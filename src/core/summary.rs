use crate::domain::model::{RouteSummary, SummaryText, OPTIMIZED_ORDER_PLACEHOLDER};

const MINUTES_UNIT: &str = "دقیقه";
const KILOMETRES_UNIT: &str = "کیلومتر";

/// Whole minutes, e.g. `"25 دقیقه"`. Exact halves go to the even minute.
pub fn duration_text(seconds: f64) -> String {
    let minutes = (seconds / 60.0).round_ties_even() as i64;
    format!("{} {}", minutes, MINUTES_UNIT)
}

/// Kilometres rounded to two decimals, e.g. `"12.35 کیلومتر"` or `"5.0 کیلومتر"`.
pub fn distance_text(metres: f64) -> String {
    // `{:.2}` rounds the exact binary value, so 0.015 (stored just below) gives 0.01.
    let rounded = format!("{:.2}", metres / 1000.0);
    let km = rounded.parse::<f64>().unwrap_or(metres / 1000.0);
    format!("{} {}", format_decimal(km), KILOMETRES_UNIT)
}

// Whole values keep one trailing zero so clients always see a decimal point.
fn format_decimal(value: f64) -> String {
    if value.fract() == 0.0 {
        format!("{:.1}", value)
    } else {
        format!("{}", value)
    }
}

pub fn summarize(summary: &RouteSummary) -> SummaryText {
    SummaryText {
        duration_text: duration_text(summary.duration),
        distance_text: distance_text(summary.distance),
        optimized_order: OPTIMIZED_ORDER_PLACEHOLDER.to_string(),
    }
}
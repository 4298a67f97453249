use axum::routing::{get, post};
use axum::Router;

use super::handlers::{health, optimize_route};
use super::AppState;
use crate::core::relay::RouteRelay;
use crate::domain::ports::DirectionsProvider;

pub fn router<D: DirectionsProvider + 'static>(relay: RouteRelay<D>) -> Router {
    Router::new()
        .route("/optimize-route", post(optimize_route::<D>))
        .route("/health", get(health))
        .with_state(AppState::new(relay))
}
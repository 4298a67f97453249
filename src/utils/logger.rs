use tracing_subscriber::{layer::SubscriberExt, util::SubscriberInitExt, EnvFilter};

fn build_filter(verbose: bool) -> EnvFilter {
    let default_directive = if verbose {
        "school_route_relay=debug,info"
    } else {
        "school_route_relay=info"
    };

    EnvFilter::try_from_default_env().unwrap_or_else(|_| EnvFilter::new(default_directive))
}

pub fn init_cli_logger(verbose: bool) {
    tracing_subscriber::registry()
        .with(build_filter(verbose))
        .with(
            tracing_subscriber::fmt::layer()
                .with_target(false)
                .with_thread_ids(false)
                .with_file(false)
                .with_line_number(false)
                .compact(),
        )
        .init();
}

/// JSON lines for log collectors in container deployments.
pub fn init_json_logger(verbose: bool) {
    tracing_subscriber::registry()
        .with(build_filter(verbose))
        .with(
            tracing_subscriber::fmt::layer()
                .with_target(false)
                .with_thread_ids(false)
                .with_file(false)
                .with_line_number(false)
                .json(),
        )
        .init();
}

pub fn init_logger(verbose: bool, json: bool) {
    if json {
        init_json_logger(verbose);
    } else {
        init_cli_logger(verbose);
    }
}
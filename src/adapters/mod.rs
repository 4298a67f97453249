// Adapters layer: concrete implementations for external systems.

pub mod ors;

## Requirement
Return only the number of lines in the entries that contain the string "health".

## Solution to this task
2